In the description of the present specification, reference to the terms "one embodiment," "one particular embodiment," "some embodiments," "for example," "an example," "a particular example," or "some examples," etc., means that a particular feature, structure, material, or characteristic described in connection with the embodiment or example is included in at least one embodiment or example of the invention. In this specification, schematic representations of the above terms do not necessarily refer to the same embodiments or examples. Furthermore, the particular features, structures, materials, or characteristics described may be combined in any suitable manner in any one or more embodiments or examples.

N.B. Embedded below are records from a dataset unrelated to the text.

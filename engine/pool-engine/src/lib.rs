//! Football Pool Rules Engine
//!
//! Pure, stateless evaluation of a week of NFL games into pool payouts:
//!
//! - **feed**: parses the scoreboard payload into a [`WeekSnapshot`]
//! - **classifier**: decides what kind of week it is (most/least points, playoff, ...)
//! - **resolver**: finds the winning teams for every payout category
//! - **ledger**: turns winners into payout events, pot movement and owner credits
//!
//! Nothing in this crate touches the database or the network; the settlement
//! service feeds it data and persists what it plans.

pub mod classifier;
pub mod config;
pub mod error;
pub mod feed;
pub mod ledger;
pub mod models;
pub mod resolver;
pub mod roster;
pub mod season;

pub use classifier::{classify, PointsMode, WeekKind};
pub use config::PayoutRules;
pub use error::{GameDecisionError, PoolError, Result};
pub use feed::{parse_scoreboard, ScoreFeed, StaticFeed};
pub use ledger::{plan_reconciliation, plan_settlement, LedgerState, OwnerCredit, SettlementPlan};
pub use models::*;
pub use resolver::{resolve_week, WeekResolution};
pub use roster::Roster;

#[cfg(test)]
mod test_support;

The foregoing description of the embodiments has been provided for the purpose of illustrating the general principles of the invention, and is not meant to limit the scope of the invention, but to limit the invention to the particular embodiments, and any modifications, equivalents, improvements, etc. that fall within the spirit and principles of the invention are intended to be included within the scope of the invention.

Claims

1. An intelligent decision-making method for self-adaptive rock lithology and grade TBM tunneling is characterized by comprising the following steps:

acquiring TBM tunneling related data;

2. The method of claim 1, wherein training a decision model corresponding to TBM tunneling-related data comprises:

3. The method of claim 1, wherein the obtaining the surrounding rock grade corresponding to the TBM tunneling-related data comprises:

acquiring TBM tunneling data based on the rock-machine data;

4. A method according to claim 3, wherein the step of training the lithology predictive model comprises:

acquiring rock-machine historical data and corresponding lithology;

5. A method according to claim 3, wherein the step of training the lithology predictive model comprises:

acquiring rock-machine historical data and corresponding lithology;

6. A method according to claim 3, wherein the step of training the surrounding rock grade prediction model comprises:

7. A method according to claim 3, wherein the step of training the surrounding rock grade prediction model comprises:

8. A method according to any one of claims 1 to 7, wherein pre-processing TBM ripping related data to obtain TBM ripping feature data comprises:

9. An intelligent decision making device for self-adaptive rock mass lithology and grade TBM tunneling, which is characterized by comprising:

The first acquisition unit is used for acquiring TBM tunneling related data;

10. An electronic device comprising a memory, a processor and a computer program stored on the memory and executable on the processor, characterized in that the processor implements the steps of the method of any one of claims 1 to 8 when the computer program is executed by the processor.

11. A computer readable storage medium, on which a computer program is stored, characterized in that the computer program, when being executed by a processor, implements the steps of the method according to any one of claims 1 to 8.